◆ INFORMATION ◆
[Start of section]

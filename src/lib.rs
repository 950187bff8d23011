pub mod ast;
pub mod cli;
pub mod error;
pub mod evaluator;
pub mod executor;
pub mod lexer;
pub mod output;
pub mod parser;
pub mod recommend;
pub mod sampling;
pub mod value;

pub use ast::{CompareOp, Connective, Predicate, Query};
pub use error::{Error, Result};
pub use evaluator::{Evaluator, combine, evaluate};
pub use executor::{QueryResult, execute, execute_json};
pub use lexer::{LexError, Lexer};
pub use output::{to_json, to_json_pretty};
pub use parser::{ParseError, Parser};
pub use recommend::{recommend, recommend_json};
pub use value::{Record, Value, decode_dataset};
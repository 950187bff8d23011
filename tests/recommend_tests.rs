use std::collections::HashSet;

use jsql::recommend::{MAX_RECOMMENDATIONS, SAMPLE_SIZE};
use jsql::sampling::random_subset;
use jsql::{Error, Query, decode_dataset, execute, recommend, recommend_json};
use rand::{SeedableRng, rngs::StdRng};

const PEOPLE: &str = r#"[
    {"name": "John", "age": 30, "city": "New York"},
    {"name": "Jane", "age": 25, "city": "Chicago"},
    {"name": "Alice", "age": 40, "city": "Boston"}
]"#;

fn rng(seed: u64) -> StdRng {
    StdRng::seed_from_u64(seed)
}

// ============================================================================
// Sampling
// ============================================================================

#[test]
fn test_subset_is_drawn_without_replacement() {
    let picked = random_subset((0..50).collect::<Vec<_>>(), 6, &mut rng(3));
    assert_eq!(picked.len(), 6);
    let unique: HashSet<_> = picked.iter().collect();
    assert_eq!(unique.len(), 6);
    assert!(picked.iter().all(|n| (0..50).contains(n)));
}

#[test]
fn test_small_input_is_returned_whole() {
    assert_eq!(random_subset(vec!["a", "b"], 6, &mut rng(3)), vec!["a", "b"]);
    assert!(random_subset(Vec::<u8>::new(), 6, &mut rng(3)).is_empty());
}

// ============================================================================
// Recommendations
// ============================================================================

#[test]
fn test_empty_dataset_recommends_nothing() {
    assert!(recommend(&[], &mut rng(1)).is_empty());
}

#[test]
fn test_non_scalar_values_are_skipped() {
    let records = decode_dataset(r#"[{"a": true, "b": null, "c": [1], "d": {"x": 1}}]"#).unwrap();
    assert!(recommend(&records, &mut rng(1)).is_empty());
}

#[test]
fn test_numeric_field_shape() {
    let records = decode_dataset(r#"[{"age": 30}]"#).unwrap();
    for seed in 0..20 {
        let recs = recommend(&records, &mut rng(seed));
        assert_eq!(recs.len(), 1);
        assert!(
            [
                "select age where age=30",
                "select age where age<30",
                "select age where age>30",
            ]
            .contains(&recs[0].as_str()),
            "unexpected: {}",
            recs[0]
        );
    }
}

#[test]
fn test_string_field_shape() {
    let records = decode_dataset(r#"[{"name": "John"}]"#).unwrap();
    for seed in 0..20 {
        let recs = recommend(&records, &mut rng(seed));
        assert_eq!(recs.len(), 1);
        assert!(
            ["select name where name=John", "select * where name=John"].contains(&recs[0].as_str()),
            "unexpected: {}",
            recs[0]
        );
    }
}

#[test]
fn test_values_containing_where_are_skipped() {
    let records =
        decode_dataset(r#"[{"note": "meet where we met", "memo": "a WHERE b", "age": 30}]"#).unwrap();
    for seed in 0..10 {
        let recs = recommend(&records, &mut rng(seed));
        assert_eq!(recs.len(), 1, "only the numeric field survives");
        for text in &recs {
            assert!(Query::parse(text).is_ok(), "does not parse: {text}");
        }
    }
}

#[test]
fn test_output_is_capped() {
    let json = format!(
        "[{}]",
        (0..20)
            .map(|i| format!(r#"{{"id": {i}, "label": "item{i}"}}"#))
            .collect::<Vec<_>>()
            .join(",")
    );
    let records = decode_dataset(&json).unwrap();
    assert_eq!(recommend(&records, &mut rng(9)).len(), MAX_RECOMMENDATIONS);
}

#[test]
fn test_records_are_sampled_without_replacement() {
    let json = format!(
        "[{}]",
        (0..10)
            .map(|i| format!(r#"{{"id": {i}}}"#))
            .collect::<Vec<_>>()
            .join(",")
    );
    let records = decode_dataset(&json).unwrap();
    let recs = recommend(&records, &mut rng(4));
    assert_eq!(recs.len(), SAMPLE_SIZE);

    let ids: HashSet<&str> = recs
        .iter()
        .map(|q| q.rsplit(|c| c == '=' || c == '<' || c == '>').next().unwrap())
        .collect();
    assert_eq!(ids.len(), SAMPLE_SIZE);
}

#[test]
fn test_same_seed_same_recommendations() {
    let records = decode_dataset(PEOPLE).unwrap();
    assert_eq!(
        recommend(&records, &mut rng(42)),
        recommend(&records, &mut rng(42))
    );
}

#[test]
fn test_recommendations_parse_and_equalities_match() {
    let records = decode_dataset(PEOPLE).unwrap();
    for seed in 0..10 {
        for text in recommend(&records, &mut rng(seed)) {
            let query = Query::parse(&text).unwrap();
            let result = execute(&query, &records);
            if !text.contains('<') && !text.contains('>') {
                assert!(result.count >= 1, "no match for {text}");
            }
        }
    }
}

#[test]
fn test_thread_rng_works() {
    let records = decode_dataset(PEOPLE).unwrap();
    let recs = recommend(&records, &mut rand::rng());
    assert!(recs.len() <= MAX_RECOMMENDATIONS);
    assert!(!recs.is_empty());
}

#[test]
fn test_recommend_json_reports_decode_failure() {
    assert!(matches!(
        recommend_json("nope", &mut rng(1)),
        Err(Error::Decode(_))
    ));
    assert_eq!(recommend_json(PEOPLE, &mut rng(1)).unwrap().len(), 6);
}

[End of section]

◆ WHAT IS NEEDED ◆
I'd like the number of lines above that contain the word "iter", and nothing besides that number.

◆ ANSWER FOR THE TASK ◆
3